Le tapis de chœur et le nouveau mobilier liturgique
L’exposition atteint son acmé dans l’espace consacré au tapis de chœur de la cathédrale, pièce commandée à la manufacture de la Savonnerie par Charles X en 1825 et achevée sous Louis-Philippe en 1833, après avoir perdu ses symboles royaux durant les Trois Glorieuses. Conçus par Jacques-Louis de La Hamayde de Saint-Ange, les motifs de gerbes de blé, de grappes de raisin – évocation des espèces eucharistiques – et de feuilles d’acanthe aux couleurs éclatantes ornent une immense croix de 30 mètres de long, dont seule la moitié supérieure est présentée au public, après la restauration à l’atelier de rentraiture du Mobilier national. Le parcours s’achève sur les maquettes du mobilier liturgique commandé, par le diocèse, au sculpteur Guillaume Bardet et à la fonderie Barthélemy Art. Les nouvelles assises, d’une grande sobriété, de la designer Ionna Vautrin, dont les 1 500 exemplaires sont en cours de fabrication par l’entreprise Bosc, complètent cet ensemble.

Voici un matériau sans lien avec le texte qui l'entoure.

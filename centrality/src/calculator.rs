use std::collections::HashMap;

use shared_types::{LatLong, Point};

use crate::geo_math;

/// Picks the candidate with the smallest summed distance to every address.
///
/// Absent when either list is empty, and also when there is only one
/// candidate: a lone candidate has nothing to be compared against. Ties go
/// to the candidate listed first.
pub fn select_most_central<'a, F>(
    addresses: &[Point],
    candidates: &'a [Point],
    distance_fn: F,
) -> Option<&'a Point>
where
    F: Fn(&Point, &Point) -> f64,
{
    if addresses.is_empty() || candidates.len() < 2 {
        return None;
    }

    let mut best: Option<(&Point, f64)> = None;
    for candidate in candidates {
        let total: f64 = addresses
            .iter()
            .map(|address| distance_fn(address, candidate))
            .sum();

        match best {
            None if !total.is_nan() => best = Some((candidate, total)),
            Some((_, best_total)) if total < best_total => best = Some((candidate, total)),
            _ => {}
        }
    }

    best.map(|(candidate, _)| candidate)
}

pub fn straight_line<'a>(addresses: &[Point], candidates: &'a [Point]) -> Option<&'a Point> {
    select_most_central(addresses, candidates, geo_math::distance)
}

/// Bit-exact key for a coordinate pair; `-0.0` folds into `0.0`.
#[derive(Debug, Clone, Copy, PartialEq, Eq, Hash)]
struct CoordKey(u64, u64);

impl From<&LatLong> for CoordKey {
    fn from(pos: &LatLong) -> Self {
        let bits = |v: f64| if v == 0.0 { 0.0f64.to_bits() } else { v.to_bits() };
        CoordKey(bits(pos.lat), bits(pos.long))
    }
}

fn pair_key(origin: &LatLong, destination: &LatLong) -> (CoordKey, CoordKey) {
    (CoordKey::from(origin), CoordKey::from(destination))
}

/// Road distances or durations per (origin, destination) pair.
///
/// Pairs that were never answered read as infinitely far away.
#[derive(Debug, Clone, Default)]
pub struct RoadDistanceTable {
    values: HashMap<(CoordKey, CoordKey), f64>,
}

impl RoadDistanceTable {
    pub fn new() -> Self {
        Self::default()
    }

    pub fn insert(&mut self, origin: &LatLong, destination: &LatLong, value: f64) {
        self.values.insert(pair_key(origin, destination), value);
    }

    pub fn insert_unreachable(&mut self, origin: &LatLong, destination: &LatLong) {
        self.insert(origin, destination, f64::INFINITY);
    }

    pub fn get(&self, origin: &LatLong, destination: &LatLong) -> f64 {
        self.values
            .get(&pair_key(origin, destination))
            .copied()
            .unwrap_or(f64::INFINITY)
    }

    /// Number of pairs with a finite value.
    pub fn reachable_pairs(&self) -> usize {
        self.values.values().filter(|v| v.is_finite()).count()
    }

    pub fn len(&self) -> usize {
        self.values.len()
    }

    pub fn is_empty(&self) -> bool {
        self.values.is_empty()
    }

    pub fn merge(&mut self, other: RoadDistanceTable) {
        self.values.extend(other.values);
    }

    /// Address-to-candidate lookup usable with [`select_most_central`].
    pub fn distance_fn(&self) -> impl Fn(&Point, &Point) -> f64 + '_ {
        move |address: &Point, candidate: &Point| {
            self.get(&address.coordinates, &candidate.coordinates)
        }
    }
}
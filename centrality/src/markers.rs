//! Translation of the current point sets into map marker instructions.
//!
//! Markers are identified by position only, so every change rebuilds the
//! whole set instead of diffing it. The sets are small enough for that.

use std::collections::BTreeMap;

use serde::Serialize;
use shared_types::{LatLong, MapBounds, MarkerInstruction, MarkerRole, Point, Viewport};

pub const MOST_CENTRAL_TITLE: &str = "Most Central";

/// Half-width in degrees of the box fitted around a single point (about 5 km).
pub const SINGLE_POINT_PADDING_DEG: f64 = 0.05;
pub const FIT_PADDING_PX: u32 = 50;
pub const MAX_FIT_ZOOM: u8 = 14;

#[derive(Debug, Clone, Default, PartialEq, Serialize)]
pub struct MarkerPlan {
    pub markers: Vec<MarkerInstruction>,
    pub viewport: Option<Viewport>,
}

impl MarkerPlan {
    pub fn build(
        addresses: &[Point],
        candidates: &[Point],
        centroid: Option<&Point>,
        most_central: Option<&Point>,
    ) -> Self {
        let mut markers = Vec::with_capacity(addresses.len() + candidates.len() + 2);

        markers.extend(
            addresses
                .iter()
                .map(|a| instruction(a.coordinates, MarkerRole::Address, &a.label)),
        );

        let is_highlighted = |c: &Point| most_central.is_some_and(|m| m.same_position(c));
        markers.extend(
            candidates
                .iter()
                .filter(|c| !is_highlighted(*c))
                .map(|c| instruction(c.coordinates, MarkerRole::Candidate, &c.label)),
        );

        if let Some(best) = most_central {
            markers.push(instruction(
                best.coordinates,
                MarkerRole::MostCentral,
                MOST_CENTRAL_TITLE,
            ));
        }
        if let Some(center) = centroid {
            markers.push(instruction(
                center.coordinates,
                MarkerRole::Centroid,
                &center.label,
            ));
        }

        let positions: Vec<LatLong> = addresses
            .iter()
            .chain(candidates)
            .map(|p| p.coordinates)
            .collect();

        MarkerPlan {
            markers,
            viewport: fit_viewport(&positions),
        }
    }

    pub fn count(&self, role: MarkerRole) -> usize {
        self.markers.iter().filter(|m| m.role == role).count()
    }
}

fn instruction(coordinates: LatLong, role: MarkerRole, title: &str) -> MarkerInstruction {
    MarkerInstruction {
        coordinates,
        role,
        title: title.to_string(),
    }
}

fn fit_viewport(positions: &[LatLong]) -> Option<Viewport> {
    match positions {
        [] => None,
        [only] => Some(Viewport {
            bounds: MapBounds::padded(*only, SINGLE_POINT_PADDING_DEG),
            padding_px: 0,
            max_zoom: None,
        }),
        many => MapBounds::around(many).map(|bounds| Viewport {
            bounds,
            padding_px: FIT_PADDING_PX,
            max_zoom: Some(MAX_FIT_ZOOM),
        }),
    }
}

/// What the renderer has to do to match the latest plan.
#[derive(Debug, Clone, Default, PartialEq, Serialize)]
pub struct MarkerReconciliation {
    pub cleared: usize,
    pub placed: Vec<MarkerInstruction>,
    pub viewport: Option<Viewport>,
}

/// The live marker set, grouped by role.
#[derive(Debug, Clone, Default)]
pub struct MarkerStore {
    by_role: BTreeMap<MarkerRole, Vec<MarkerInstruction>>,
}

impl MarkerStore {
    pub fn new() -> Self {
        Self::default()
    }

    pub fn rebuild(&mut self, plan: &MarkerPlan) -> MarkerReconciliation {
        let cleared = self.len();
        self.by_role.clear();
        for marker in &plan.markers {
            self.by_role
                .entry(marker.role)
                .or_default()
                .push(marker.clone());
        }

        MarkerReconciliation {
            cleared,
            placed: plan.markers.clone(),
            viewport: plan.viewport,
        }
    }

    pub fn by_role(&self, role: MarkerRole) -> &[MarkerInstruction] {
        self.by_role.get(&role).map(Vec::as_slice).unwrap_or(&[])
    }

    pub fn len(&self) -> usize {
        self.by_role.values().map(Vec::len).sum()
    }

    pub fn is_empty(&self) -> bool {
        self.len() == 0
    }
}

#[cfg(test)]
mod tests {
    use super::*;
    use crate::geo_math;

    fn p(lat: f64, long: f64, label: &str) -> Point {
        Point::new(lat, long, label)
    }

    #[test]
    fn empty_sets_produce_nothing() {
        let plan = MarkerPlan::build(&[], &[], None, None);
        assert!(plan.markers.is_empty());
        assert!(plan.viewport.is_none());
    }

    #[test]
    fn most_central_replaces_its_candidate_pin() {
        let addresses = vec![p(0.0, 0.0, "home"), p(0.0, 2.0, "work")];
        let candidates = vec![p(0.0, 0.5, "cafe"), p(0.0, 3.0, "bar")];
        let centroid = geo_math::centroid(&addresses);

        let plan = MarkerPlan::build(
            &addresses,
            &candidates,
            centroid.as_ref(),
            Some(&candidates[0]),
        );

        assert_eq!(plan.count(MarkerRole::Address), 2);
        assert_eq!(plan.count(MarkerRole::Candidate), 1);
        assert_eq!(plan.count(MarkerRole::MostCentral), 1);
        assert_eq!(plan.count(MarkerRole::Centroid), 1);

        let roles: Vec<MarkerRole> = plan.markers.iter().map(|m| m.role).collect();
        assert_eq!(
            roles,
            vec![
                MarkerRole::Address,
                MarkerRole::Address,
                MarkerRole::Candidate,
                MarkerRole::MostCentral,
                MarkerRole::Centroid,
            ]
        );
        assert_eq!(plan.markers[2].title, "bar");
        assert_eq!(plan.markers[3].title, MOST_CENTRAL_TITLE);
        assert_eq!(plan.markers[3].coordinates, LatLong::new(0.0, 0.5));
        assert_eq!(plan.markers[4].title, geo_math::CENTROID_LABEL);
    }

    #[test]
    fn single_point_gets_a_padded_box() {
        let plan = MarkerPlan::build(&[p(10.0, 20.0, "only")], &[], None, None);
        let viewport = plan.viewport.unwrap();
        let close = |a: f64, b: f64| (a - b).abs() < 1e-9;
        assert!(close(viewport.bounds.north_east.lat, 10.05));
        assert!(close(viewport.bounds.north_east.long, 20.05));
        assert!(close(viewport.bounds.south_west.lat, 9.95));
        assert!(close(viewport.bounds.south_west.long, 19.95));
        assert_eq!(viewport.max_zoom, None);
    }

    #[test]
    fn several_points_fit_with_zoom_cap() {
        let plan = MarkerPlan::build(&[p(1.0, 1.0, "a")], &[p(-1.0, 3.0, "b")], None, None);
        let viewport = plan.viewport.unwrap();
        assert_eq!(viewport.bounds.north_east, LatLong::new(1.0, 3.0));
        assert_eq!(viewport.bounds.south_west, LatLong::new(-1.0, 1.0));
        assert_eq!(viewport.padding_px, FIT_PADDING_PX);
        assert_eq!(viewport.max_zoom, Some(MAX_FIT_ZOOM));
    }

    #[test]
    fn store_rebuild_clears_previous_markers() {
        let mut store = MarkerStore::new();
        let first = MarkerPlan::build(&[p(0.0, 0.0, "a"), p(0.0, 2.0, "b")], &[], None, None);
        let reconciliation = store.rebuild(&first);
        assert_eq!(reconciliation.cleared, 0);
        assert_eq!(reconciliation.placed.len(), 2);
        assert_eq!(store.by_role(MarkerRole::Address).len(), 2);

        let second = MarkerPlan::build(&[], &[p(1.0, 1.0, "c")], None, None);
        let reconciliation = store.rebuild(&second);
        assert_eq!(reconciliation.cleared, 2);
        assert_eq!(store.len(), 1);
        assert!(store.by_role(MarkerRole::Address).is_empty());
        assert_eq!(store.by_role(MarkerRole::Candidate)[0].title, "c");
    }
}
//! Picks the most central of a set of candidate locations for a set of
//! addresses, and keeps the derived map markers in step with every edit of
//! the two lists.

pub mod calculator;
pub mod collection;
pub mod config;
pub mod controller;
pub mod error;
pub mod geo_math;
pub mod labels;
pub mod markers;
pub mod services;

pub use calculator::{select_most_central, RoadDistanceTable};
pub use collection::{MoveOutcome, PointCollection};
pub use config::{DistanceMode, EngineConfig, RoadMetric};
pub use controller::{
    refresh_shared, CentralityStateController, ListKind, Notice, RoadDistanceRequest, Snapshot,
    TransitionOutcome,
};
pub use error::{CentralityError, CentralityResult};
pub use markers::{MarkerPlan, MarkerReconciliation, MarkerStore};
pub use services::distance_matrix::{DistanceMatrixClient, DistanceMatrixSource};
pub use shared_types::{LatLong, MapBounds, MarkerInstruction, MarkerRole, Point, Viewport};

Formant une immense croix liturgique à travers l’espace intérieur de l’édifice, la cuve baptismale dont le couvercle rappelle l’onde de l’eau du Jourdain prendra place à l’entrée de la nef ; l’autel majeur en forme de voûte inversée, l’ambon dessinant un tau et la cathèdre seront placés quant à eux à la croisée et le tabernacle au fond du chœur. Réalisées en bronze patiné, ces pièces aux lignes épurées qui résonnent avec la pierre blonde du monument démontrent que le décor de la cathédrale n’a jamais cessé de se renouveler à travers les siècles.
Enzo Menuge
« Grands décors restaurés de Notre-Dame de Paris »
Jusqu’au 21 juillet 2024 à la galerie des Gobelins du Mobilier national
42 avenue des Gobelins, 75013 Paris
Tél 01 44 08 53 49
www.mobiliernational.culture.gouv.fr
Catalogue, coédition SilvanaEditoriale / Mobilier national, 112 p., 15 €.